The Gap Between AI Leaders and Laggards Widens as Agentic AI Takes Center Stage
The Widening Gap in AI Performance
In recent years, the divide between companies that effectively harness artificial intelligence (AI) and those that lag behind has grown alarmingly. According to a report by the Boston Consulting Group (BCG), businesses that are at the forefront of AI innovation, termed 'future-built' firms, are experiencing remarkable benefits that starkly contrast with the struggles faced by those still finding their footing in AI.
Defining AI Leaders and Laggards
The BCG study identifies three categories of companies regarding their AI capabilities. Only 5% of firms are deemed future-built, characterized by their robust integration of AI technologies and a comprehensive approach to maximizing AI's potential. They are not just dabbling in automation but are fundamentally reshaping and enhancing their business operations through innovative AI solutions.

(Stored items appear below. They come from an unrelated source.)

//! Eclipse engine: classification and observer visibility over date ranges.
//!
//! Algorithm:
//!   1. Fetch contact markers for the range from the [`EclipseSource`]
//!   2. Sort and cluster markers into eclipses (markers ≤ 1 day apart)
//!   3. Keep the single `Maximum` of each cluster as the eclipse instant;
//!      clusters without exactly one maximum are skipped as malformed
//!   4. Classify from the cluster's phase set
//!   5. Query the eclipsed body's altitude at maximum; above 0° is visible

use chrono::{DateTime, Datelike, Duration, NaiveDate, NaiveTime, Utc};
use moed_calendar::{CalendarEngine, HebrewCalendar};
use moed_events::GeoPoint;
use tracing::{debug, warn};

use crate::alignment::feast_alignments;
use crate::eclipse_types::{
    ContactPhase, EclipseClass, EclipseContact, EclipseEvent, EclipseKind, FeastAlignment,
    TetradConfig, TetradSequence,
};
use crate::error::EclipseError;
use crate::source::{AltitudeSource, EclipseSource};
use crate::tetrad::find_tetrads;

/// Markers further apart than this belong to different eclipses.
const CLUSTER_GAP_HOURS: i64 = 24;

/// Eclipse queries for one fixed observer.
#[derive(Debug, Clone)]
pub struct EclipseEngine<S, A> {
    source: S,
    altitude: A,
    observer: GeoPoint,
    tetrad: TetradConfig,
}

impl<S: EclipseSource, A: AltitudeSource> EclipseEngine<S, A> {
    pub fn new(source: S, altitude: A, observer: GeoPoint) -> Self {
        Self {
            source,
            altitude,
            observer,
            tetrad: TetradConfig::default(),
        }
    }

    /// Replace the tetrad settings after validating them.
    pub fn with_tetrad_config(mut self, tetrad: TetradConfig) -> Result<Self, EclipseError> {
        tetrad.validate()?;
        self.tetrad = tetrad;
        Ok(self)
    }

    pub fn observer(&self) -> &GeoPoint {
        &self.observer
    }

    pub fn tetrad_config(&self) -> &TetradConfig {
        &self.tetrad
    }

    /// Lunar eclipses with greatest eclipse in `[start, end]`, date-sorted.
    pub fn lunar_eclipses(
        &self,
        start: NaiveDate,
        end: NaiveDate,
    ) -> Result<Vec<EclipseEvent>, EclipseError> {
        self.eclipses_of_kind(EclipseKind::Lunar, start, end)
    }

    /// Solar eclipses with greatest eclipse in `[start, end]`, date-sorted.
    pub fn solar_eclipses(
        &self,
        start: NaiveDate,
        end: NaiveDate,
    ) -> Result<Vec<EclipseEvent>, EclipseError> {
        self.eclipses_of_kind(EclipseKind::Solar, start, end)
    }

    /// Lunar and solar eclipses merged by date (lunar first on ties).
    pub fn all_eclipses(
        &self,
        start: NaiveDate,
        end: NaiveDate,
    ) -> Result<Vec<EclipseEvent>, EclipseError> {
        let lunar = self.lunar_eclipses(start, end)?;
        let solar = self.solar_eclipses(start, end)?;
        Ok(merge_by_date(lunar, solar))
    }

    /// Blood-moon tetrads whose members all fall in `[start, end]`.
    pub fn blood_moon_tetrads(
        &self,
        start: NaiveDate,
        end: NaiveDate,
    ) -> Result<Vec<TetradSequence>, EclipseError> {
        let lunar = self.lunar_eclipses(start, end)?;
        let tetrads = find_tetrads(&lunar, &self.tetrad);
        debug!(%start, %end, lunar = lunar.len(), tetrads = tetrads.len(), "tetrad scan");
        Ok(tetrads)
    }

    /// Eclipses in `[start, end]` that align with a feast of their year.
    pub fn aligned_eclipses<C: HebrewCalendar>(
        &self,
        start: NaiveDate,
        end: NaiveDate,
        calendar: &CalendarEngine<C>,
    ) -> Result<Vec<FeastAlignment>, EclipseError> {
        let eclipses = self.all_eclipses(start, end)?;
        let feasts = calendar.feasts_for_range(start.year(), end.year())?;
        Ok(feast_alignments(&eclipses, &feasts))
    }

    fn eclipses_of_kind(
        &self,
        kind: EclipseKind,
        start: NaiveDate,
        end: NaiveDate,
    ) -> Result<Vec<EclipseEvent>, EclipseError> {
        let (from, until) = range_bounds(start, end)?;
        let mut contacts = self.source.contacts(kind, from, until)?;
        contacts.sort_by_key(|c| c.instant);

        let max_gap = Duration::hours(CLUSTER_GAP_HOURS);
        let mut events = Vec::new();
        for cluster in contacts.chunk_by(|a, b| b.instant - a.instant <= max_gap) {
            let Some(maximum) = single_maximum(cluster) else {
                warn!(
                    ?kind,
                    first = %cluster[0].instant,
                    markers = cluster.len(),
                    "skipping eclipse without exactly one maximum"
                );
                continue;
            };
            if maximum < from || maximum >= until {
                continue;
            }
            let body = kind.eclipsed_body();
            let altitude = match self.altitude.altitude_deg(body, maximum, &self.observer) {
                Ok(alt) if alt.is_finite() => alt,
                Ok(alt) => {
                    warn!(?kind, %maximum, alt, "skipping eclipse with non-finite altitude");
                    continue;
                }
                Err(e) => {
                    warn!(?kind, %maximum, error = %e, "skipping eclipse without altitude");
                    continue;
                }
            };
            let class = classify(kind, cluster);
            events.push(EclipseEvent::new(maximum, kind, class, altitude, &self.observer));
        }
        debug!(?kind, %start, %end, count = events.len(), "eclipses classified");
        Ok(events)
    }
}

/// UTC instants bounding the inclusive day range `[start, end]` as `[from, until)`.
/// An `end` on chrono's last day saturates to the last representable instant.
fn range_bounds(
    start: NaiveDate,
    end: NaiveDate,
) -> Result<(DateTime<Utc>, DateTime<Utc>), EclipseError> {
    if start > end {
        return Err(EclipseError::InvalidRange { start, end });
    }
    let from = start.and_time(NaiveTime::MIN).and_utc();
    let until = end
        .and_time(NaiveTime::MIN)
        .and_utc()
        .checked_add_signed(Duration::days(1))
        .unwrap_or(DateTime::<Utc>::MAX_UTC);
    Ok((from, until))
}

fn single_maximum(cluster: &[EclipseContact]) -> Option<DateTime<Utc>> {
    let mut maxima = cluster.iter().filter(|c| c.phase == ContactPhase::Maximum);
    match (maxima.next(), maxima.next()) {
        (Some(max), None) => Some(max.instant),
        _ => None,
    }
}

/// Classification from the set of phases observed for one eclipse.
pub fn classify(kind: EclipseKind, contacts: &[EclipseContact]) -> EclipseClass {
    let any = |pred: fn(ContactPhase) -> bool| contacts.iter().any(|c| pred(c.phase));
    match kind {
        EclipseKind::Lunar => {
            if any(ContactPhase::is_total) {
                EclipseClass::Total
            } else if any(ContactPhase::is_partial) {
                EclipseClass::Partial
            } else {
                EclipseClass::Penumbral
            }
        }
        EclipseKind::Solar => {
            if any(ContactPhase::is_total) {
                EclipseClass::Total
            } else if any(ContactPhase::is_annular) {
                EclipseClass::Annular
            } else {
                EclipseClass::Partial
            }
        }
    }
}

/// Merge two date-sorted lists, keeping `first` ahead on equal dates.
fn merge_by_date(first: Vec<EclipseEvent>, second: Vec<EclipseEvent>) -> Vec<EclipseEvent> {
    let mut merged = Vec::with_capacity(first.len() + second.len());
    let mut a = first.into_iter().peekable();
    let mut b = second.into_iter().peekable();
    loop {
        let take_a = match (a.peek(), b.peek()) {
            (Some(x), Some(y)) => x.date <= y.date,
            (Some(_), None) => true,
            (None, Some(_)) => false,
            (None, None) => break,
        };
        let next = if take_a { a.next() } else { b.next() };
        merged.extend(next);
    }
    merged
}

In stark contrast, 60% of companies are classified as 'laggards,' experiencing minimal improvements in revenue and cost reduction. The remaining 35%, known as 'scalers,' are beginning to see some benefits of AI but acknowledge the need for a quicker pace of adaptation.
The Impact of Agentic AI
A significant factor contributing to the widening performance gap is the introduction and integration of agentic AI. This advanced form of AI allows systems to learn, adapt, and make independent decisions. Presently, agentic systems are responsible for approximately 17% of total AI value, with projections suggesting that this figure could nearly double by 2028.
Companies investing in agentic AI aim to enhance their operational efficiencies, expecting double the revenue increase and 40% greater cost reductions compared to laggards. This is a crucial area where future-built companies excel, as they allocate a higher percentage of their AI budgets to develop agentic systems, ultimately yielding a strong competitive edge.
Concentration of AI Value
The BCG report highlights that about 70% of AI's potential value lies within core business functions, which include critical areas such as research and development (R&D), innovation, and digital marketing. Although certain sectors like software and telecommunications lead in AI maturity, others still trail significantly, notably in sectors such as fashion and construction.
Strategies for Success
To close the performance gap, the report outlines five key strategies that successful companies employ:
1. Leadership Commitment: Prioritize AI in long-term business strategies.
2. Value-Based AI Initiatives: Invest in AI initiatives based on their potential for value creation.
3. AI-First Operating Models: Restructure teams to facilitate human-machine collaboration.
4. Talent Acquisition and Development: Proactively hire and train employees for AI competency.
5. Robust Technology Infrastructure: Ensure that technology and data foundations are fit for AI integration.
The Path Forward
The pace of advancement in AI technology necessitates that the trailing firms, particularly those reported as laggards, move quickly to adopt these strategies or risk falling irreparably behind. BCG’s insights indicate that true transformation, alongside investment, is essential for the majority of companies to catch up with their future-built counterparts.
In conclusion, the AI landscape is evolving rapidly, and organizations poised to lead are those that recognize the potential of agentic AI and strategically place themselves ahead of the curve. For businesses lagging behind, the time to act is now—embracing innovation and applying these proven strategies is crucial for survival in an increasingly competitive market.